Saved entries
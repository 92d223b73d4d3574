//! Perturbation scheme selection.

use rand::Rng;

#[cfg(feature = "serde")]
use serde::{Deserialize, Serialize};

use super::operators::{partial_shuffle, perturb, perturb_chain};
use crate::embedding::Embedding;
use crate::error::{ConfigError, SubgraphError};
use crate::graph::ConnectivityGraph;

/// Longest supported perturbation chain.
pub const MAX_CHAIN: usize = 4;

/// How the annealer proposes the next candidate embedding.
#[derive(Debug, Clone, Copy, PartialEq, Default)]
#[cfg_attr(feature = "serde", derive(Serialize, Deserialize))]
#[cfg_attr(feature = "serde", serde(rename_all = "snake_case"))]
pub enum Perturbation {
    /// One regenerate-or-reorder step.
    #[default]
    Single,

    /// `k` chained steps, `k` in `1..=4`. Larger `k` moves further per
    /// proposal and escapes local structure faster.
    Chain(usize),

    /// Shuffle a random subset of slots. Never changes the qubit set.
    PartialShuffle {
        /// Probability that a slot keeps its qubit, in `[0, 1]`.
        keep_probability: f64,
    },
}

impl Perturbation {
    /// Produces a candidate from `embedding`.
    pub fn apply<R: Rng>(
        &self,
        graph: &ConnectivityGraph,
        embedding: &Embedding,
        rng: &mut R,
    ) -> Result<Embedding, SubgraphError> {
        match *self {
            Perturbation::Single => perturb(graph, embedding, rng),
            Perturbation::Chain(k) => perturb_chain(graph, embedding, k, rng),
            Perturbation::PartialShuffle { keep_probability } => {
                Ok(partial_shuffle(embedding, keep_probability, rng))
            }
        }
    }

    /// Checks the scheme's parameters.
    pub fn validate(&self) -> Result<(), ConfigError> {
        match *self {
            Perturbation::Single => Ok(()),
            Perturbation::Chain(k) if (1..=MAX_CHAIN).contains(&k) => Ok(()),
            Perturbation::Chain(k) => Err(ConfigError::InvalidChainLength(k)),
            Perturbation::PartialShuffle { keep_probability }
                if (0.0..=1.0).contains(&keep_probability) =>
            {
                Ok(())
            }
            Perturbation::PartialShuffle { keep_probability } => {
                Err(ConfigError::InvalidKeepProbability(keep_probability))
            }
        }
    }

    /// Short label for logs.
    pub fn name(&self) -> &'static str {
        match *self {
            Perturbation::Single => "single",
            Perturbation::Chain(2) => "chain-2",
            Perturbation::Chain(3) => "chain-3",
            Perturbation::Chain(4) => "chain-4",
            Perturbation::Chain(_) => "chain",
            Perturbation::PartialShuffle { .. } => "partial-shuffle",
        }
    }
}
//! Annealing configuration and temperature schedule.

use std::fmt;

#[cfg(feature = "serde")]
use serde::{Deserialize, Serialize};

use crate::error::ConfigError;
use crate::perturb::Perturbation;

/// Configuration for an annealing run.
///
/// The temperature follows `T(t) = initial_temperature * exp(-t / time_constant)`
/// where `t` counts completed temperature steps. One step lasts
/// `steps_per_temperature` evaluated candidates. The run stops once
/// `max_iterations` candidates were evaluated or `T <= final_temperature`.
///
/// # Examples
///
/// ```
/// use u_embed::anneal::AnnealConfig;
/// use u_embed::perturb::Perturbation;
///
/// let config = AnnealConfig::default()
///     .with_initial_temperature(10.0)
///     .with_time_constant(25.0)
///     .with_steps_per_temperature(10)
///     .with_final_temperature(0.1)
///     .with_max_iterations(2000)
///     .with_perturbation(Perturbation::Chain(2))
///     .with_seed(7);
/// assert!(config.validate().is_ok());
/// ```
#[derive(Debug, Clone, PartialEq)]
#[cfg_attr(feature = "serde", derive(Serialize, Deserialize))]
#[cfg_attr(feature = "serde", serde(default))]
pub struct AnnealConfig {
    /// Starting temperature. Higher values accept more worsening moves early.
    pub initial_temperature: f64,

    /// Decay constant of the exponential schedule, in temperature steps.
    pub time_constant: f64,

    /// Evaluated candidates per temperature step.
    pub steps_per_temperature: usize,

    /// The run stops when the temperature reaches this value.
    pub final_temperature: f64,

    /// Hard budget of evaluated candidates.
    pub max_iterations: usize,

    /// Candidate proposal scheme.
    pub perturbation: Perturbation,

    /// Back-to-back transient evaluation failures tolerated before the run
    /// gives up. `None` means `max_iterations`.
    pub max_consecutive_failures: Option<usize>,

    /// Random seed for reproducibility. `None` draws from OS entropy.
    pub seed: Option<u64>,
}

impl Default for AnnealConfig {
    fn default() -> Self {
        Self {
            initial_temperature: 10.0,
            time_constant: 25.0,
            steps_per_temperature: 10,
            final_temperature: 0.1,
            max_iterations: 2000,
            perturbation: Perturbation::Single,
            max_consecutive_failures: None,
            seed: None,
        }
    }
}

impl AnnealConfig {
    pub fn with_initial_temperature(mut self, t: f64) -> Self {
        self.initial_temperature = t;
        self
    }

    pub fn with_time_constant(mut self, tau: f64) -> Self {
        self.time_constant = tau;
        self
    }

    pub fn with_steps_per_temperature(mut self, n: usize) -> Self {
        self.steps_per_temperature = n;
        self
    }

    pub fn with_final_temperature(mut self, t: f64) -> Self {
        self.final_temperature = t;
        self
    }

    pub fn with_max_iterations(mut self, n: usize) -> Self {
        self.max_iterations = n;
        self
    }

    pub fn with_perturbation(mut self, perturbation: Perturbation) -> Self {
        self.perturbation = perturbation;
        self
    }

    pub fn with_max_consecutive_failures(mut self, n: usize) -> Self {
        self.max_consecutive_failures = Some(n);
        self
    }

    pub fn with_seed(mut self, seed: u64) -> Self {
        self.seed = Some(seed);
        self
    }

    /// Validates the configuration.
    pub fn validate(&self) -> Result<(), ConfigError> {
        for (name, value) in [
            ("initial_temperature", self.initial_temperature),
            ("final_temperature", self.final_temperature),
        ] {
            if !(value > 0.0 && value.is_finite()) {
                return Err(ConfigError::NonPositiveTemperature { name, value });
            }
        }
        if self.final_temperature >= self.initial_temperature {
            return Err(ConfigError::FinalNotBelowInitial {
                initial_temperature: self.initial_temperature,
                final_temperature: self.final_temperature,
            });
        }
        if !(self.time_constant > 0.0 && self.time_constant.is_finite()) {
            return Err(ConfigError::NonPositiveTimeConstant(self.time_constant));
        }
        if self.steps_per_temperature == 0 {
            return Err(ConfigError::ZeroStepsPerTemperature);
        }
        if self.max_iterations == 0 {
            return Err(ConfigError::ZeroMaxIterations);
        }
        if self.max_consecutive_failures == Some(0) {
            return Err(ConfigError::ZeroFailureBudget);
        }
        self.perturbation.validate()
    }

    /// Temperature after `step` completed temperature steps.
    pub fn temperature_at(&self, step: usize) -> f64 {
        self.initial_temperature * (-(step as f64) / self.time_constant).exp()
    }

    /// Effective failure budget.
    pub fn failure_budget(&self) -> usize {
        self.max_consecutive_failures.unwrap_or(self.max_iterations)
    }

    /// Reports a schedule that cannot reach `final_temperature` within
    /// `max_iterations`. The run still proceeds; it will stop on the
    /// iteration budget instead.
    pub fn schedule_warning(&self) -> Option<ScheduleWarning> {
        let steps = self.max_iterations as f64 / self.steps_per_temperature as f64;
        let reached = self.initial_temperature * (-steps / self.time_constant).exp();
        (reached > self.final_temperature).then_some(ScheduleWarning {
            temperature_at_budget: reached,
            final_temperature: self.final_temperature,
        })
    }
}

/// Non-fatal diagnostic: the iteration budget runs out before the
/// schedule reaches its final temperature.
#[derive(Debug, Clone, Copy, PartialEq)]
#[cfg_attr(feature = "serde", derive(Serialize, Deserialize))]
pub struct ScheduleWarning {
    /// Temperature the schedule would reach after `max_iterations`.
    pub temperature_at_budget: f64,
    /// Configured final temperature.
    pub final_temperature: f64,
}

impl fmt::Display for ScheduleWarning {
    fn fmt(&self, f: &mut fmt::Formatter<'_>) -> fmt::Result {
        write!(
            f,
            "final temperature {} not reached even at maximum iteration (schedule ends at {:.4})",
            self.final_temperature, self.temperature_at_budget
        )
    }
}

WHAT THE EXERCISE ASKS: When you reach the line with "return Err(ConfigError::ZeroFailureBudget);" in the records above, start writing out lines exactly, and stop once the line with "self.initial_temperature * (-(step" has been written; include nothing else.

RESPONSE TO THE TASK:
            return Err(ConfigError::ZeroFailureBudget);
        }
        self.perturbation.validate()
    }

    /// Temperature after `step` completed temperature steps.
    pub fn temperature_at(&self, step: usize) -> f64 {
        self.initial_temperature * (-(step as f64) / self.time_constant).exp()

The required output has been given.